リージョン プレースメントには、次のようなメリットがあります。
- リソースの可用性の向上: Dataflow ジョブは、ゾーンリソースの可用性エラーに対する復元力が強化されます。これは、使用可能な他のゾーンでワーカーを引き続き作成できるためです。
- 信頼性の向上: ゾーンに障害が発生しても、ワーカーが他のゾーンで再作成されるため、Dataflow ジョブを引き続き実行できます。
次の制限が適用されます。
- リージョン プレースメントは、Streaming Engine または Dataflow Shuffle を使用するジョブでのみサポートされます。Streaming Engine または Dataflow Shuffle からオプトアウトしたジョブでは、リージョン プレースメントを使用できません。
- リージョン プレースメントは VM にのみ適用され、Streaming Engine と Dataflow Shuffle のバックエンド リソースには適用されません。
- VM の複製が複数のゾーンにわたって行われることはありません。たとえば、ある VM が利用できなくなった場合、その作業は失われたと見なされ、別の VM によって再処理されます。
- リージョン全体でストックアウトが発生した場合、Dataflow サービスは VM を作成できなくなります。
自動ゾーン プレースメント
リージョン プレースメントでサポートされていないジョブの場合、ジョブ作成リクエスト時に使用可能なゾーン容量に基づいて、リージョン内の最適なゾーンが自動的に選択されます。自動ゾーン選択機能により、ジョブワーカーはジョブに最適なゾーンで実行できるようになります。
ジョブは単一のゾーンで実行するように構成されているため、十分な Compute Engine リソースを使用できない場合は、ゾーンリソースの可用性エラーでオペレーションが失敗する可能性があります。
また、ゾーンを使用できない場合はストリーミング バックエンドも使用できなくなり、データが失われる可能性があります。
リージョンを指定する
ジョブのリージョンを指定するには、--region
オプションをサポートされているリージョンのいずれかに設定します。
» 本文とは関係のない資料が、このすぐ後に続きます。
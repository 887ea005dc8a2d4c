//! JSON key/value persistence, the durable-local-storage analog.
//!
//! One `state.json` document under the data directory holds a string-keyed
//! map of JSON values. Reads never fail: a missing key or a malformed entry
//! falls back to the caller's default and is overwritten by the next write.
//! Writes are synchronous -- every `set` flushes the whole document.

use std::collections::BTreeMap;
use std::path::PathBuf;

use serde::de::DeserializeOwned;
use serde::Serialize;

use crate::error::StoreError;

/// Well-known store keys, matching the wire names the dashboard always used.
pub mod keys {
    pub const TASKS: &str = "tasks";
    pub const THEME: &str = "theme";
    pub const CURRENT_USER: &str = "currentUser";
    pub const WATER_STATS: &str = "waterStats";
}

/// Persistent key/value store backed by a single JSON file.
#[derive(Debug)]
pub struct Store {
    path: PathBuf,
    entries: BTreeMap<String, serde_json::Value>,
}

impl Store {
    /// Open the store at the default location under [`super::data_dir`].
    pub fn open() -> Result<Self, std::io::Error> {
        Ok(Self::at(super::data_dir()?.join("state.json")))
    }

    /// Open a store at an explicit path. Missing or unreadable files start
    /// empty; a corrupt document is dropped wholesale (next write replaces it).
    pub fn at(path: PathBuf) -> Self {
        let entries = match std::fs::read_to_string(&path) {
            Ok(content) => match serde_json::from_str(&content) {
                Ok(map) => map,
                Err(e) => {
                    log::warn!("store at {} is corrupt, starting empty: {e}", path.display());
                    BTreeMap::new()
                }
            },
            Err(_) => BTreeMap::new(),
        };
        Self { path, entries }
    }

    pub fn path(&self) -> &PathBuf {
        &self.path
    }

    /// Read and decode a value. `None` when the key is absent or the stored
    /// entry does not decode as `T` -- never an error.
    pub fn get<T: DeserializeOwned>(&self, key: &str) -> Option<T> {
        let raw = self.entries.get(key)?;
        match serde_json::from_value(raw.clone()) {
            Ok(v) => Some(v),
            Err(e) => {
                log::warn!("ignoring malformed store entry '{key}': {e}");
                None
            }
        }
    }

    /// Read a value, falling back to `default` when absent or malformed.
    pub fn get_or<T: DeserializeOwned>(&self, key: &str, default: T) -> T {
        self.get(key).unwrap_or(default)
    }

    pub fn contains(&self, key: &str) -> bool {
        self.entries.contains_key(key)
    }

    /// Encode and write a value, flushing the document synchronously.
    pub fn set<T: Serialize>(&mut self, key: &str, value: &T) -> Result<(), StoreError> {
        let encoded = serde_json::to_value(value).map_err(|e| StoreError::EncodeFailed {
            key: key.to_string(),
            message: e.to_string(),
        })?;
        self.entries.insert(key.to_string(), encoded);
        self.flush()
    }

    /// Delete a key. Removing an absent key still flushes and succeeds.
    pub fn remove(&mut self, key: &str) -> Result<(), StoreError> {
        self.entries.remove(key);
        self.flush()
    }

    fn flush(&self) -> Result<(), StoreError> {
        let content = serde_json::to_string_pretty(&self.entries)
            .map_err(|e| StoreError::EncodeFailed {
                key: String::new(),
                message: e.to_string(),
            })?;
        std::fs::write(&self.path, content).map_err(|source| StoreError::WriteFailed {
            path: self.path.clone(),
            source,
        })
    }
}

#[cfg(test)]
mod tests {
    use super::*;
    use serde::Deserialize;

    fn temp_store() -> (tempfile::TempDir, Store) {
        let dir = tempfile::tempdir().unwrap();
        let store = Store::at(dir.path().join("state.json"));
        (dir, store)
    }

    #[derive(Debug, Clone, PartialEq, Serialize, Deserialize)]
    struct Sample {
        n: u32,
        s: String,
    }

    #[test]
    fn set_then_get_roundtrips() {
        let (_dir, mut store) = temp_store();
        let v = Sample {
            n: 7,
            s: "water".into(),
        };
        store.set("sample", &v).unwrap();
        assert_eq!(store.get::<Sample>("sample"), Some(v));
    }

    #[test]
    fn roundtrip_survives_reopen() {
        let dir = tempfile::tempdir().unwrap();
        let path = dir.path().join("state.json");
        let mut store = Store::at(path.clone());
        store.set("theme", &"dark").unwrap();

        let reopened = Store::at(path);
        assert_eq!(reopened.get::<String>("theme").as_deref(), Some("dark"));
    }

    #[test]
    fn missing_key_yields_default() {
        let (_dir, store) = temp_store();
        assert_eq!(store.get_or("absent", 42u32), 42);
        assert!(store.get::<String>("absent").is_none());
    }

    #[test]
    fn malformed_entry_is_defaulted_not_fatal() {
        let dir = tempfile::tempdir().unwrap();
        let path = dir.path().join("state.json");
        std::fs::write(&path, r#"{"waterStats": "not an object"}"#).unwrap();

        let store = Store::at(path);
        #[derive(Debug, PartialEq, Deserialize)]
        struct W {
            glasses: u32,
        }
        assert!(store.get::<W>("waterStats").is_none());
        assert_eq!(store.get_or("waterStats", W { glasses: 0 }), W { glasses: 0 });
    }

    #[test]
    fn corrupt_document_starts_empty() {
        let dir = tempfile::tempdir().unwrap();
        let path = dir.path().join("state.json");
        std::fs::write(&path, "{{{ not json").unwrap();

        let mut store = Store::at(path.clone());
        assert!(!store.contains("tasks"));

        // Next write replaces the corrupt document.
        store.set("tasks", &vec!["a"]).unwrap();
        let reopened = Store::at(path);
        assert_eq!(reopened.get::<Vec<String>>("tasks").unwrap(), vec!["a"]);
    }

    #[test]
    fn remove_deletes_key() {
        let (_dir, mut store) = temp_store();
        store.set("currentUser", &"x").unwrap();
        store.remove("currentUser").unwrap();
        assert!(!store.contains("currentUser"));
        // Removing again is a no-op.
        store.remove("currentUser").unwrap();
    }
}
use clap::Subcommand;
use focusdeck_core::{App, Panel};

#[derive(Subcommand)]
pub enum PanelAction {
    /// Show a panel (constructs its subtree on first use) and print it
    Show {
        /// Panel slug, e.g. water-reminder
        panel: String,
    },
    /// Return to the dashboard shell
    Back,
    /// List all panel slugs
    List,
}

pub fn run(action: PanelAction) -> Result<(), Box<dyn std::error::Error>> {
    let mut app = App::new()?;
    match action {
        PanelAction::Show { panel } => {
            let panel = Panel::from_slug(&panel)
                .ok_or_else(|| format!("unknown panel: {panel} (try `panel list`)"))?;
            let event = app.show_panel(panel);
            if let Some(view) = app.panels.view(panel) {
                println!("{}", view.markup);
                if let Some(grid) = &view.grid {
                    println!("{grid}");
                }
            }
            println!("{}", serde_json::to_string_pretty(&event)?);
        }
        PanelAction::Back => {
            let event = app.go_back();
            println!("{}", serde_json::to_string_pretty(&event)?);
        }
        PanelAction::List => {
            for panel in Panel::all() {
                println!("{panel}");
            }
        }
    }
    Ok(())
}
use clap::Subcommand;
use focusdeck_core::App;

#[derive(Subcommand)]
pub enum ThemeAction {
    /// Flip between light and dark and persist the choice
    Toggle,
    /// Print the current theme
    Status,
}

pub fn run(action: ThemeAction) -> Result<(), Box<dyn std::error::Error>> {
    let mut app = App::new()?;
    match action {
        ThemeAction::Toggle => {
            let event = app.toggle_theme()?;
            println!("{}", serde_json::to_string_pretty(&event)?);
        }
        ThemeAction::Status => {
            println!("{}", serde_json::to_string(&app.theme())?);
        }
    }
    Ok(())
}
--region
オプションは、メタデータ サーバー、ローカル クライアント、または環境変数に設定されているデフォルト リージョンをオーバーライドします。
Dataflow コマンドライン インターフェースでは、--region
オプションでリージョンを指定することもできます。
ワーカーのリージョンまたはゾーンをオーバーライドする
デフォルトでは、--region
オプションを指定してジョブを送信すると、ジョブの種類に応じてリージョン内の複数のゾーンまたはリージョン内の最適な単一ゾーンがワーカーに自動的に割り当てられます。
Dataflow ジョブのワーカーが特定のゾーンでのみ実行されるようにする場合は、次のパイプライン オプションを使用してゾーンを指定できます。Dataflow ジョブでは、この使用パターンは一般的ではありません。
Java
--workerZone
Python
--worker_zone
Go
--worker_zone
それ以外の場合は、ワーカー ロケーションのオーバーライドはおすすめしません。一般的なシナリオの表に、これらの状況に関する使用上の推奨事項を示します。
ジョブは単一のゾーンで実行するように構成されているため、十分な Compute Engine リソースを使用できない場合は、ゾーンリソースの可用性エラーでオペレーションが失敗する可能性があります。
gcloud compute regions list
コマンドを実行して、ワーカーのデプロイに使用できるリージョンとゾーンのリストを表示できます。
一般的な事例
次の表に、一般的な事例における使用上の推奨事項を示します。
事例 | 推奨事項 |
---|---|
サポートされているリージョンを使用し、そのリージョン内のゾーンであれば特定のゾーンを指定する必要はありません。この場合、使用可能な容量に基づいて最適なゾーンが自動的に選択されます。 | ジョブのリージョンを指定するには、--region を使用します。これにより、Dataflow でジョブが管理されて、指定されたリージョン内のデータが処理されます。 |
リージョン内の特定のゾーンでワーカー処理を行う必要があります。 | --region と一緒に --workerZone または --worker_zone を指定します。